The Apkarians recently funded a $100,000 endowment to support graduate student research awards in the UCI Armenian Studies Program, which is housed in the School of Humanities. The award bears the name of their daughter, Naneh, who recently earned her doctorate in math education and is now a post-doctoral researcher at Western Michigan University.
The Naneh Award for Graduate Research in Armenian Studies is the second significant gift the Apkarians have bestowed on the university's School of Humanities. The first one ($100,000 in 2015) helped establish the Meghrouni Family Presidential Chair in Armenian Studies.
Ara is a foreign member of the Armenian National Academy of Science and the director of the Center for Chemistry at the Space-Time Limit. Given his professional and personal investment in the advancement of the sciences, what motivates his generosity to Armenian studies at UCI?
"For one thing,” Ara says, "graduate students in the sciences invariably receive full financial support throughout their graduate careers, which allows them to focus on their studies." Both Ara and Alice, a retired adjunct chemistry professor at Saddleback College, relied on stipends and fellowships while they were pursuing their doctorates at Northwestern in the '70s.
"But graduate student support in Armenian studies? That's a much tougher sell,” he says, laughing. "We have to do it."
Ara is Armenian. His grandparents fled Turkey during the genocide of 1915 and walked the desert to safety in northern Syria, where his parents were born. He grew up in Beirut, Lebanon, which at that time was known as the "Paris of the East."
"I have tremendous nostalgia,” he says.
In 1973, at age 17, he came to America to study at USC.

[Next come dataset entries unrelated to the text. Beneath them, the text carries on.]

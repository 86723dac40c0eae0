//! Actor extraction from request headers.
//!
//! Identity and role resolution live with an external provider (gateway,
//! reverse proxy, session layer); the engine receives the result as three
//! headers and threads the [`Actor`] explicitly into every operation. There
//! is no ambient "current user" anywhere below this point.

use axum::{extract::FromRequestParts, http::request::Parts};
use quill_core::actor::Actor;
use uuid::Uuid;

use crate::error::ApiError;

pub const ACTOR_ID_HEADER: &str = "x-actor-id";
pub const ACTOR_CAN_EDIT_HEADER: &str = "x-actor-can-edit";
pub const ACTOR_ADMIN_HEADER: &str = "x-actor-admin";

/// The [`Actor`] resolved from request headers.
#[derive(Debug, Clone, Copy)]
pub struct ActorContext(pub Actor);

fn flag(parts: &Parts, name: &str) -> bool {
  parts
    .headers
    .get(name)
    .and_then(|v| v.to_str().ok())
    .map(|v| v == "1" || v.eq_ignore_ascii_case("true"))
    .unwrap_or(false)
}

impl<S: Send + Sync> FromRequestParts<S> for ActorContext {
  type Rejection = ApiError;

  async fn from_request_parts(
    parts: &mut Parts,
    _state: &S,
  ) -> Result<Self, Self::Rejection> {
    let actor_id = parts
      .headers
      .get(ACTOR_ID_HEADER)
      .and_then(|v| v.to_str().ok())
      .ok_or_else(|| {
        ApiError::BadRequest(format!("missing {ACTOR_ID_HEADER} header"))
      })?;
    let actor_id = Uuid::parse_str(actor_id).map_err(|_| {
      ApiError::BadRequest(format!("{ACTOR_ID_HEADER} is not a UUID"))
    })?;

    Ok(Self(Actor {
      actor_id,
      can_edit: flag(parts, ACTOR_CAN_EDIT_HEADER),
      is_admin: flag(parts, ACTOR_ADMIN_HEADER),
    }))
  }
}
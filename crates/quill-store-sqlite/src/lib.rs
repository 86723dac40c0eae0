//! SQLite backend for the quill issuance engine.
//!
//! Wraps [`tokio_rusqlite`] so all database access runs on a dedicated thread
//! without blocking the async runtime. Partial unique indexes enforce the
//! chain invariants; every invariant-bearing operation runs in one explicit
//! transaction.

mod encode;
mod schema;
mod store;

pub mod error;

pub use error::{Error, Result};
pub use store::SqliteStore;

#[cfg(test)]
mod tests;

“Education was a given in our society,” he says. “That was your only way to advance.”
A year later, the civil war broke out back home in Lebanon "and then there was utterly no reason to go back."
He went on to pursue his Ph.D. at Northwestern. That's where he and Alice met. The couple went on to Cornell for post-doctoral training and returned to Southern California when Ara was hired at UCI in 1983.

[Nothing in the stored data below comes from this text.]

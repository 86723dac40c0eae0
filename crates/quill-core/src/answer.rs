//! Graded survey-field answers.
//!
//! An answer records the value and rating given to one field of one section
//! on a draft version. Saving a rated answer is what drives the
//! recommendation rule engine.

use chrono::{DateTime, Utc};
use serde::{Deserialize, Serialize};
use uuid::Uuid;

/// A persisted answer; unique per `(version, section, field)`.
#[derive(Debug, Clone, Serialize, Deserialize)]
pub struct Answer {
  pub version_id:  Uuid,
  pub section_key: String,
  pub field_key:   String,
  /// Free-form answer payload.
  pub value:       serde_json::Value,
  /// Normalised (lower-case) grade, e.g. `"poor"`; `None` for ungraded
  /// fields.
  pub rating:      Option<String>,
  pub updated_at:  DateTime<Utc>,
  pub updated_by:  Uuid,
}

/// Input to [`crate::store::DocumentStore::save_rating`].
#[derive(Debug, Clone, Deserialize)]
pub struct RatedAnswer {
  pub section_key: String,
  pub field_key:   String,
  pub value:       serde_json::Value,
  pub rating:      Option<String>,
}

Five years later, the couple had their daughter. They named her Naneh (Nané) after the goddess of war and wisdom in ancient Armenian mythology. The goddess is often depicted with a shield and spear like the Greek Athena.

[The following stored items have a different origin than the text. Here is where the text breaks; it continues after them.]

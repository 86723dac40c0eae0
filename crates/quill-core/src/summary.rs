//! Change summaries — the structured delta between two adjacent versions'
//! action sets.
//!
//! Generated exactly once, inside the issuance transaction, when a previous
//! issued version exists. Summary rows are immutable; regeneration appends
//! a new row and readers take the most recent.

use std::collections::HashSet;

use chrono::{DateTime, Utc};
use serde::{Deserialize, Serialize};
use uuid::Uuid;

use crate::action::Action;

// ─── Delta ───────────────────────────────────────────────────────────────────

/// One line of the delta payload.
#[derive(Debug, Clone, Serialize, Deserialize)]
pub struct DeltaEntry {
  pub action_id:        Uuid,
  pub reference_number: String,
  pub title:            String,
}

/// The structured diff between two versions' action sets.
#[derive(Debug, Clone, Default, Serialize, Deserialize)]
pub struct ActionDelta {
  /// Actions in the new version with no counterpart in the old one.
  pub new_actions:     Vec<DeltaEntry>,
  /// Unresolved old actions with no still-unresolved carried copy.
  pub closed_actions:  Vec<DeltaEntry>,
  /// Carried-forward actions that are still unresolved in the new version.
  /// Newly raised actions are reported under `new_actions` only.
  pub outstanding:     Vec<DeltaEntry>,
}

// ─── ChangeSummary ───────────────────────────────────────────────────────────

/// Immutable record of one issuance transition. Never mutated after
/// creation.
#[derive(Debug, Clone, Serialize, Deserialize)]
pub struct ChangeSummary {
  pub id:                  Uuid,
  pub new_version_id:      Uuid,
  pub previous_version_id: Uuid,
  pub new_actions_count:   u32,
  pub closed_actions_count: u32,
  pub outstanding_count:   u32,
  pub delta:               ActionDelta,
  pub created_at:          DateTime<Utc>,
}

// ─── Diff ────────────────────────────────────────────────────────────────────

fn entry(a: &Action) -> DeltaEntry {
  DeltaEntry {
    action_id:        a.id,
    reference_number: a.reference_number.clone(),
    title:            a.title.clone(),
  }
}

/// Diff the action sets of two adjacent versions.
///
/// Soft-deleted actions are invisible to the diff. "New" means the action's
/// `origin_action_id` is absent or does not resolve to an action in the old
/// version; "closed" means an unresolved old action has no carried copy that
/// is still unresolved.
pub fn summarize(old_actions: &[Action], new_actions: &[Action]) -> ActionDelta {
  let old: Vec<&Action> = old_actions.iter().filter(|a| !a.is_deleted()).collect();
  let new: Vec<&Action> = new_actions.iter().filter(|a| !a.is_deleted()).collect();

  let old_ids: HashSet<Uuid> = old.iter().map(|a| a.id).collect();

  // Old action id → still unresolved in the new version?
  let mut carried_unresolved: HashSet<Uuid> = HashSet::new();
  for a in &new {
    if let Some(origin) = a.origin_action_id
      && a.status.is_unresolved()
    {
      carried_unresolved.insert(origin);
    }
  }

  let new_entries: Vec<DeltaEntry> = new
    .iter()
    .filter(|a| {
      a.origin_action_id
        .map(|origin| !old_ids.contains(&origin))
        .unwrap_or(true)
    })
    .map(|a| entry(a))
    .collect();

  let closed_entries: Vec<DeltaEntry> = old
    .iter()
    .filter(|a| a.status.is_unresolved() && !carried_unresolved.contains(&a.id))
    .map(|a| entry(a))
    .collect();

  let outstanding: Vec<DeltaEntry> = new
    .iter()
    .filter(|a| {
      a.status.is_unresolved()
        && a
          .origin_action_id
          .map(|origin| old_ids.contains(&origin))
          .unwrap_or(false)
    })
    .map(|a| entry(a))
    .collect();

  ActionDelta {
    new_actions:    new_entries,
    closed_actions: closed_entries,
    outstanding,
  }
}

// ─── Tests ───────────────────────────────────────────────────────────────────

#[cfg(test)]
mod tests {
  use chrono::Utc;

  use super::*;
  use crate::action::ActionStatus;

  fn action(
    version_id: Uuid,
    reference:  &str,
    status:     ActionStatus,
    origin:     Option<Uuid>,
  ) -> Action {
    Action {
      id:                Uuid::new_v4(),
      version_id,
      source_version_id: version_id,
      origin_action_id:  origin,
      reference_number:  reference.into(),
      title:             format!("action {reference}"),
      description:       None,
      status,
      created_at:        Utc::now(),
      created_by:        Uuid::new_v4(),
      closed_at:         None,
      closed_by:         None,
      closure_note:      None,
      reopened_at:       None,
      reopened_by:       None,
      reopen_note:       None,
      deleted_at:        None,
      deleted_by:        None,
    }
  }

  #[test]
  fn issuance_scenario_counts() {
    // v1 issued with three open actions; v2 carries all three, closes one,
    // and adds one new. Expected: 1 new, 1 closed, 2 outstanding.
    let v1 = Uuid::new_v4();
    let v2 = Uuid::new_v4();

    let a = action(v1, "R-01", ActionStatus::Open, None);
    let b = action(v1, "R-02", ActionStatus::Open, None);
    let c = action(v1, "R-03", ActionStatus::Open, None);

    let a2 = action(v2, "R-01", ActionStatus::Open, Some(a.id));
    let mut b2 = action(v2, "R-02", ActionStatus::Closed, Some(b.id));
    b2.closed_at = Some(Utc::now());
    let c2 = action(v2, "R-03", ActionStatus::Open, Some(c.id));
    let d = action(v2, "R-04", ActionStatus::Open, None);

    let delta = summarize(&[a, b, c], &[a2, b2, c2, d.clone()]);

    assert_eq!(delta.new_actions.len(), 1);
    assert_eq!(delta.new_actions[0].action_id, d.id);
    assert_eq!(delta.closed_actions.len(), 1);
    assert_eq!(delta.closed_actions[0].reference_number, "R-02");
    assert_eq!(delta.outstanding.len(), 2);
  }

  #[test]
  fn terminal_old_actions_are_not_reported_closed() {
    let v1 = Uuid::new_v4();
    let v2 = Uuid::new_v4();

    // Already closed at v1; not carried, but also not newly closed.
    let closed = action(v1, "R-01", ActionStatus::Closed, None);
    let na = action(v1, "R-02", ActionStatus::NotApplicable, None);

    let delta = summarize(&[closed, na], &[]);
    assert!(delta.closed_actions.is_empty());
  }

  #[test]
  fn dropped_unresolved_action_counts_as_closed() {
    // An open v1 action with no copy in v2 at all.
    let v1 = Uuid::new_v4();
    let open = action(v1, "R-01", ActionStatus::Open, None);

    let delta = summarize(&[open], &[]);
    assert_eq!(delta.closed_actions.len(), 1);
  }

  #[test]
  fn unresolved_origin_outside_old_set_is_new() {
    // origin_action_id pointing at an action not in the old version (e.g.
    // two versions back) makes the action "new" relative to this diff.
    let v1 = Uuid::new_v4();
    let v2 = Uuid::new_v4();

    let old = action(v1, "R-01", ActionStatus::Open, None);
    let stranger = action(v2, "R-09", ActionStatus::Open, Some(Uuid::new_v4()));
    let carried = action(v2, "R-01", ActionStatus::Open, Some(old.id));

    let delta = summarize(&[old], &[stranger.clone(), carried]);
    assert_eq!(delta.new_actions.len(), 1);
    assert_eq!(delta.new_actions[0].action_id, stranger.id);
  }

  #[test]
  fn soft_deleted_actions_are_invisible() {
    let v1 = Uuid::new_v4();
    let v2 = Uuid::new_v4();

    let mut ghost = action(v2, "R-05", ActionStatus::Open, None);
    ghost.deleted_at = Some(Utc::now());
    ghost.deleted_by = Some(Uuid::new_v4());

    let old = action(v1, "R-01", ActionStatus::Open, None);
    let carried = action(v2, "R-01", ActionStatus::Open, Some(old.id));

    let delta = summarize(&[old], &[carried, ghost]);
    assert!(delta.new_actions.is_empty());
    assert_eq!(delta.outstanding.len(), 1);
  }

  #[test]
  fn deferred_carried_copy_keeps_old_action_out_of_closed() {
    let v1 = Uuid::new_v4();
    let v2 = Uuid::new_v4();

    let old = action(v1, "R-01", ActionStatus::Deferred, None);
    let carried = action(v2, "R-01", ActionStatus::Deferred, Some(old.id));

    let delta = summarize(&[old], &[carried]);
    assert!(delta.closed_actions.is_empty());
    assert_eq!(delta.outstanding.len(), 1);
  }
}
//! The renderer collaborator seam.
//!
//! Rendering is a pure function of version content. The engine never looks
//! inside the output; it checksums and stores it.

use std::future::Future;

use bytes::Bytes;
use serde::Serialize;

use quill_core::{
  action::Action, answer::Answer, version::DocumentVersion,
};

use crate::error::RenderError;

// ─── Snapshot ────────────────────────────────────────────────────────────────

/// Everything a renderer may draw from: the version's descriptive fields,
/// its answer set, and its action ledger, captured at issuance time.
#[derive(Debug, Clone, Serialize)]
pub struct ExportSnapshot {
  pub version: DocumentVersion,
  pub answers: Vec<Answer>,
  pub actions: Vec<Action>,
}

/// The renderer's output.
#[derive(Debug, Clone)]
pub struct Rendered {
  pub bytes:     Bytes,
  pub mime_type: String,
}

// ─── Trait ───────────────────────────────────────────────────────────────────

/// External export renderer (e.g. a PDF engine).
pub trait Renderer: Send + Sync {
  fn render(
    &self,
    snapshot: &ExportSnapshot,
  ) -> impl Future<Output = Result<Rendered, RenderError>> + Send;
}

// ─── Built-in renderer ───────────────────────────────────────────────────────

/// Deterministic built-in renderer producing a canonical JSON export.
///
/// Stands in for the external PDF engine in the server binary and in tests;
/// identical snapshots render to identical bytes.
#[derive(Debug, Clone, Copy, Default)]
pub struct JsonSnapshotRenderer;

impl Renderer for JsonSnapshotRenderer {
  async fn render(
    &self,
    snapshot: &ExportSnapshot,
  ) -> Result<Rendered, RenderError> {
    let bytes = serde_json::to_vec_pretty(snapshot)?;
    Ok(Rendered {
      bytes:     Bytes::from(bytes),
      mime_type: "application/json".to_owned(),
    })
  }
}

// ─── Test renderers ──────────────────────────────────────────────────────────

/// A renderer that always fails — used to fault-inject issuance tests.
#[derive(Debug, Clone, Copy)]
pub struct FailingRenderer;

impl Renderer for FailingRenderer {
  async fn render(
    &self,
    _snapshot: &ExportSnapshot,
  ) -> Result<Rendered, RenderError> {
    Err(RenderError::Failed("synthetic render failure".to_owned()))
  }
}
//! Error type for `quill-store-sqlite`.

use thiserror::Error;

#[derive(Debug, Error)]
pub enum Error {
  #[error("core error: {0}")]
  Core(#[from] quill_core::Error),

  #[error("database error: {0}")]
  Database(#[from] tokio_rusqlite::Error),

  #[error("json error: {0}")]
  Json(#[from] serde_json::Error),

  #[error("uuid parse error: {0}")]
  Uuid(#[from] uuid::Error),

  #[error("date/time parse error: {0}")]
  DateParse(String),

  #[error("column decode error: {0}")]
  Decode(String),
}

/// The API layer maps statuses off `quill_core::Error`; backend-specific
/// failures collapse into its `Storage` variant.
impl From<Error> for quill_core::Error {
  fn from(e: Error) -> Self {
    match e {
      Error::Core(core) => core,
      other => quill_core::Error::Storage(other.to_string()),
    }
  }
}

pub type Result<T, E = Error> = std::result::Result<T, E>;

"Being Armenian is very important to our daughter," says Alice. "And it's very important to me. It’s my adopted culture."
Southern California has the largest Armenian diaspora in this country, a population of over a half million by some estimates. The Western Armenian culture and language is distinct from that of their home country, the Republic of Armenia, which gained independence from the Soviet Union in 1991.
"And that culture, because it does not have the oversight of a government, has to be perpetuated by churches, community organizations and, of course, learning centers," Ara says. "We want to make sure that Western Armenian culture and language thrive."
Armenian culture dates back thousands of years, with a rich tradition of arts, science, literature, cuisine and customs. At the same time there are few advanced Armenian studies programs, perhaps a dozen chairs in the entire country, Ara believes.
When, in 2015, the Apkarians learned that UCI was launching a campaign to seed its Armenian Studies Program, they picked up the phone to say they were in. Ara also joined the Armenian Studies Advisory Committee, which works in concert with the university to help facilitate communication and participation with the Armenian community beyond the confines of the campus.
"We both came from families who thought you should be supporting your communities and the greater community of the world," Alice says. "Over the years we have supported multiple passions close to our hearts."
The couple's latest donation is simply "an appreciation of what is valuable in life," Ara says. "Being the products of graduate studies, we know what it takes and what it means. It is very difficult to carry out graduate studies without financial support. That's something the general public doesn't appreciate. The idea here is to enable graduate students to focus on their work."
The Naneh Award will provide partial support of a graduate student starting this fall. The Apkarians are hoping their gift will inspire others to join them. They say a series of awards named after the Armenian Pantheon, such as Aramast, Naneh’s Dad; Anahit, Goddess of Fertility; and Deer, the God of writing, has a nice ring to it.